Testing Virtual Machine Compute Resiliency in Windows Server 2016

No matter what high quality gear you use, how well you design your environment and how much redundancy you build in you will see transient failures in your environment at one point in time. In combination with the push to ever more commodity hardware and the increased use of converged deployments leveraging Ethernet transient failures have become more frequent occurrence then they used to be.

Failover clustering by tradition reacts very “assertive” to failures in order to provide high to continuous availability to our virtual machines. That’s great, we want it to do that, but this binary approach comes at a cost under certain conditions. When reacting too fast and too proactively to transient failures we actually can get  less high or continuous availability in certain scenarios than if the cluster would just have evaluated the situation a bit more cautiously. It’s for this reason that Microsoft introduced increased “Virtual Machine Compute Resiliency” to deal with intra-cluster communication failures in a Windows Server 2016 cluster.

I have helped out a number of fellow MVPs over the past 6 months with this new feature and I dove back into my lab notes to blog about this and help you out with your own testing. The early work was done with Technical Preview v1. In that release it was disabled by default (the value for cluster property “ResiliencyDefaultPeriod”  was set to 0) and the keyword “Default” was used in cluster property “resiliencylevel” for the what is now called ‘IsolateOnSpecialHeartbeat’ and is no longer the default at installation. If that doesn’t confuse you yet, I’ll find another reason to tell you to move to technical preview v2. In TPv2 Virtual Machine Compute Resiliency is enabled and configured by default but in TPv1 you had to enable and configure it yourself. I  advise you to stop testing with v1 and move to v2 and future technical preview release in order for you to test with the most recent bits and functionality.

Investigating the feature configuration

When testing new features in Windows Server Technical Preview Hyper-V you’re on your own once in a while as much is not documented yet. Playing around with PowerShell helps you discover stuff. A  Get-Cluster  | fl * teaches us all kinds of cool stuff such as these new cluster properties:

ResiliencyDefaultPeriod
QuarantineDuration
ResiliencyLevel

Here’s a screenshot of Windows Server 2016TPv1 (Please stop using this version and move to TPv2!)

image

Now when you’re running Windows Server 2016TP v2 this feature has been enabled by default (ResilienceyDefaultPeriod has been filled out as well as QuarantineDuration) and the resiliency level has been set to “AlwaysIsolate”.

image

After some lab work with this I figured out what we need to know to make VM Compute Resiliency to work in our labs:

  • Make sure your cluster functional level is running at version 9
  • Make sure your VMs are at version 6.X
  • Make sure the Operating systems of the VM is Windows Server Technical Preview v2 (Again move away from TPv1)
  • Enable Isolation/Quarantine via PowerShell:

(get-cluster).resiliencylevel
(get-cluster).resiliencylevel = ‘AlwaysIsolate’ or 2
(get-cluster).resiliencylevel
(get-cluster).resiliencylevel = ‘IsolateOnSpecialHeartbeat’  or  1
(get-cluster).resiliencylevel

Please note that all nodes need to be on line to make this change in the technical preview. I got the two accepted values by trial and error and the blog by Subhasish Bhattacharya confirms these are the only 2 ones.

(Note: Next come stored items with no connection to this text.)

use std::collections::BTreeMap;
use std::sync::Arc;

use chrono::{DateTime, Duration, Utc};

use crate::{
    config::{Config, MAX_RECENT_WINDOW_HOURS},
    error::{AppError, AppResult},
    models::{
        Interaction, InteractionKind, RecommendationEntry, RecommendationResult,
        RecommendationSource, UserProfile,
    },
    services::{
        catalog::Catalog,
        collaborative::collaborative_scores,
        encoder::{build_encoder, FeatureEncoder, FeatureEncoding, FeatureMatrix},
        ranker::{self, Ranked},
        scoring::{content_scores, GenreBonus, SimilarityMetric},
    },
};

/// Tunables for combining content and collaborative lists
#[derive(Debug, Clone)]
pub struct RecommenderSettings {
    pub content_weight: f64,
    pub collab_weight: f64,
    pub genre_weight: f64,
    pub recent_window: Duration,
    pub metric: SimilarityMetric,
}

impl Default for RecommenderSettings {
    fn default() -> Self {
        Self {
            content_weight: 0.7,
            collab_weight: 0.3,
            genre_weight: 1.0,
            recent_window: Duration::hours(24),
            metric: SimilarityMetric::Cosine,
        }
    }
}

impl TryFrom<&Config> for RecommenderSettings {
    type Error = AppError;

    fn try_from(config: &Config) -> AppResult<Self> {
        let recent_window = Some(config.recent_window_hours)
            .filter(|hours| (0..=MAX_RECENT_WINDOW_HOURS).contains(hours))
            .and_then(Duration::try_hours)
            .ok_or_else(|| {
                AppError::InvalidInput(format!(
                    "Recent window of {} hours is out of range",
                    config.recent_window_hours
                ))
            })?;

        Ok(Self {
            content_weight: config.content_weight,
            collab_weight: config.collab_weight,
            genre_weight: config.genre_weight,
            recent_window,
            metric: config.similarity_metric,
        })
    }
}

/// Produces recommendations from a catalog and the profiles of onboarded agents
///
/// Owns the encoded catalog and every profile. Content-based and collaborative
/// lists are computed independently and merged with position-decayed weights.
pub struct RecommenderManager {
    catalog: Arc<Catalog>,
    encoder: Box<dyn FeatureEncoder>,
    features: FeatureMatrix,
    profiles: BTreeMap<String, UserProfile>,
    settings: RecommenderSettings,
}

impl RecommenderManager {
    pub fn new(
        catalog: Arc<Catalog>,
        encoding: FeatureEncoding,
        settings: RecommenderSettings,
    ) -> AppResult<Self> {
        let encoder = build_encoder(encoding, &catalog);
        Self::with_encoder(catalog, encoder, settings)
    }

    pub fn with_encoder(
        catalog: Arc<Catalog>,
        encoder: Box<dyn FeatureEncoder>,
        settings: RecommenderSettings,
    ) -> AppResult<Self> {
        let features = FeatureMatrix::encode_catalog(&catalog, encoder.as_ref())?;

        tracing::info!(
            songs = catalog.len(),
            dimensions = features.dimensions(),
            metric = ?settings.metric,
            "Recommender initialized"
        );

        Ok(Self {
            catalog,
            encoder,
            features,
            profiles: BTreeMap::new(),
            settings,
        })
    }

    pub fn catalog(&self) -> &Arc<Catalog> {
        &self.catalog
    }

    pub fn settings(&self) -> &RecommenderSettings {
        &self.settings
    }

    pub fn dimensions(&self) -> usize {
        self.encoder.dimensions()
    }

    pub fn profile(&self, agent_id: &str) -> Option<&UserProfile> {
        self.profiles.get(agent_id)
    }

    pub fn profiles(&self) -> &BTreeMap<String, UserProfile> {
        &self.profiles
    }

    pub fn has_profile(&self, agent_id: &str) -> bool {
        self.profiles.contains_key(agent_id)
    }

    /// Encoded feature vector of a catalog song
    pub fn encoded(&self, song_id: &str) -> Option<Vec<f64>> {
        let index = self.catalog.index_of(song_id)?;
        self.features.row(index).map(|row| row.to_vec())
    }

    /// Registers the profile built for a freshly onboarded agent
    pub fn insert_profile(&mut self, profile: UserProfile) -> AppResult<()> {
        if self.profiles.contains_key(&profile.agent_id) {
            return Err(AppError::Conflict(format!(
                "Agent {} is already onboarded",
                profile.agent_id
            )));
        }
        if profile.preference_vector.len() != self.dimensions() {
            return Err(AppError::DimensionMismatch {
                expected: self.dimensions(),
                found: profile.preference_vector.len(),
            });
        }

        tracing::info!(
            agent_id = %profile.agent_id,
            interactions = profile.interactions.len(),
            liked = profile.liked_count,
            "Profile registered"
        );
        self.profiles.insert(profile.agent_id.clone(), profile);
        Ok(())
    }

    /// Records an agent's reaction to a song and folds it into the profile
    pub fn add_interaction(
        &mut self,
        agent_id: &str,
        song_id: &str,
        rating: Option<u8>,
        skipped: bool,
        kind: InteractionKind,
        timestamp: DateTime<Utc>,
    ) -> AppResult<()> {
        if let Some(r) = rating {
            if !(1..=5).contains(&r) {
                return Err(AppError::InvalidInput(format!(
                    "Rating must be between 1 and 5, got {}",
                    r
                )));
            }
        }

        let index = self
            .catalog
            .index_of(song_id)
            .ok_or_else(|| AppError::NotFound(format!("Song {}", song_id)))?;
        let song = &self.catalog.songs()[index];
        let encoded = self.features.row(index).map(|row| row.to_vec());

        let profile = self
            .profiles
            .get_mut(agent_id)
            .ok_or_else(|| AppError::NotFound(format!("Profile for agent {}", agent_id)))?;

        profile.record(
            Interaction {
                song_id: song_id.to_string(),
                rating,
                skipped,
                timestamp,
                kind,
            },
            Some(song),
            encoded.as_deref(),
        )?;

        tracing::debug!(
            agent_id = %agent_id,
            song_id = %song_id,
            rating = ?rating,
            skipped,
            "Interaction recorded"
        );
        Ok(())
    }

    /// Ranked recommendations for an onboarded agent
    pub fn get_recommendations(
        &self,
        agent_id: &str,
        n: usize,
        now: DateTime<Utc>,
    ) -> AppResult<RecommendationResult> {
        let profile = self
            .profiles
            .get(agent_id)
            .ok_or_else(|| AppError::NotFound(format!("Profile for agent {}", agent_id)))?;

        if n == 0 {
            return Ok(RecommendationResult {
                agent_id: agent_id.to_string(),
                generated_at: now,
                entries: Vec::new(),
            });
        }

        // 1. Content-based list, skipping anything heard inside the window
        let content = self.content_list(profile, n, now)?;

        // 2. Collaborative list from agents with overlapping ratings
        let collaborative = collaborative_scores(agent_id, &self.profiles, &self.catalog, n);

        // 3. Merge with position-decayed weights
        let merged = combine(
            &content,
            &collaborative,
            self.settings.content_weight,
            self.settings.collab_weight,
        );

        tracing::info!(
            agent_id = %agent_id,
            content = content.len(),
            collaborative = collaborative.len(),
            merged = merged.len(),
            "Recommendations generated"
        );

        // 4. Final ranking
        let candidates = merged
            .iter()
            .map(|(index, (score, _))| Ranked {
                index: *index,
                score: *score,
            })
            .collect();
        let entries = ranker::rank(candidates, n)
            .into_iter()
            .filter_map(|ranked| {
                let song = self.catalog.song_at(ranked.index)?.clone();
                let source = merged.get(&ranked.index)?.1;
                Some(RecommendationEntry {
                    song,
                    score: ranked.score,
                    source,
                })
            })
            .collect();

        Ok(RecommendationResult {
            agent_id: agent_id.to_string(),
            generated_at: now,
            entries,
        })
    }

    fn content_list(
        &self,
        profile: &UserProfile,
        n: usize,
        now: DateTime<Utc>,
    ) -> AppResult<Vec<Ranked>> {
        let bonus = GenreBonus {
            catalog: &self.catalog,
            genre_ratings: &profile.genre_ratings,
            weight: self.settings.genre_weight,
        };
        let scores = content_scores(
            &profile.preference_vector,
            &self.features,
            self.settings.metric,
            Some(&bonus),
        )?;

        let cutoff = now
            .checked_sub_signed(self.settings.recent_window)
            .ok_or_else(|| {
                AppError::InvalidInput(format!(
                    "Recent window {} reaches before the earliest representable time",
                    self.settings.recent_window
                ))
            })?;
        let recent = profile.songs_since(cutoff);
        Ok(ranker::top_n(&scores, scores.len())
            .into_iter()
            .filter(|ranked| {
                self.catalog
                    .song_at(ranked.index)
                    .map(|song| !recent.contains(song.id.as_str()))
                    .unwrap_or(false)
            })
            .take(n)
            .collect())
    }

    /// Most popular songs, for agents that have not been onboarded yet
    pub fn popular_fallback(
        &self,
        agent_id: &str,
        n: usize,
        now: DateTime<Utc>,
    ) -> RecommendationResult {
        let entries = self
            .catalog
            .popular_songs(n)
            .into_iter()
            .map(|song| RecommendationEntry {
                song: song.clone(),
                score: song.popularity as f64 / 100.0,
                source: RecommendationSource::Popularity,
            })
            .collect();

        tracing::info!(agent_id = %agent_id, "Serving popularity fallback");

        RecommendationResult {
            agent_id: agent_id.to_string(),
            generated_at: now,
            entries,
        }
    }

    /// Nearest neighbours of a song in encoded feature space
    pub fn similar_songs_by_features(
        &self,
        song_id: &str,
        n: usize,
    ) -> AppResult<Vec<RecommendationEntry>> {
        let seed_index = self
            .catalog
            .index_of(song_id)
            .ok_or_else(|| AppError::NotFound(format!("Song {}", song_id)))?;
        let seed = self
            .features
            .row(seed_index)
            .ok_or_else(|| AppError::Internal(format!("Missing features for {}", song_id)))?
            .to_vec();

        let mut scores = content_scores(&seed, &self.features, self.settings.metric, None)?;
        scores[seed_index] = f64::NAN;

        Ok(ranker::top_n(&scores, n.min(scores.len() - 1))
            .into_iter()
            .filter_map(|ranked| {
                Some(RecommendationEntry {
                    song: self.catalog.song_at(ranked.index)?.clone(),
                    score: ranked.score,
                    source: RecommendationSource::Content,
                })
            })
            .collect())
    }
}

/// Merges ranked lists: position `i` of a list of length `L` earns `weight * (1 - i / L)`
fn combine(
    content: &[Ranked],
    collaborative: &[Ranked],
    content_weight: f64,
    collab_weight: f64,
) -> BTreeMap<usize, (f64, RecommendationSource)> {
    let mut merged: BTreeMap<usize, (f64, RecommendationSource)> = BTreeMap::new();

    let lists = [
        (content, content_weight, RecommendationSource::Content),
        (collaborative, collab_weight, RecommendationSource::Collaborative),
    ];
    for (list, weight, source) in lists {
        let len = list.len() as f64;
        for (position, ranked) in list.iter().enumerate() {
            let score = weight * (1.0 - position as f64 / len);
            merged
                .entry(ranked.index)
                .and_modify(|(total, existing)| {
                    *total += score;
                    *existing = existing.merge(source);
                })
                .or_insert((score, source));
        }
    }

    merged
}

  • Set the timings to some not too high and not too low value to play in the lab without having to wait to long before it’s back to normal (the values I use in my current Technical Preview lab environment are not a recommendation whatsoever, they only facilitate my testing and learning, this has nothing to do with any production environment) . For lab testing I chose:

(get-cluster).ResiliencyDefaultPeriod = 60  Note that setting this to 0 reverts you back to pre Windows Server 2016 behavior and actually disables this feature. The default is 240 seconds

(get-cluster).QuarantineDuration = 300 The default is 7200 seconds, but I’m way to impatient in my lab for that so I set the quarantine duration lower as I want to see the results of my experiments fast, but beware of just messing with this duration in production without thinking about it. Just saying!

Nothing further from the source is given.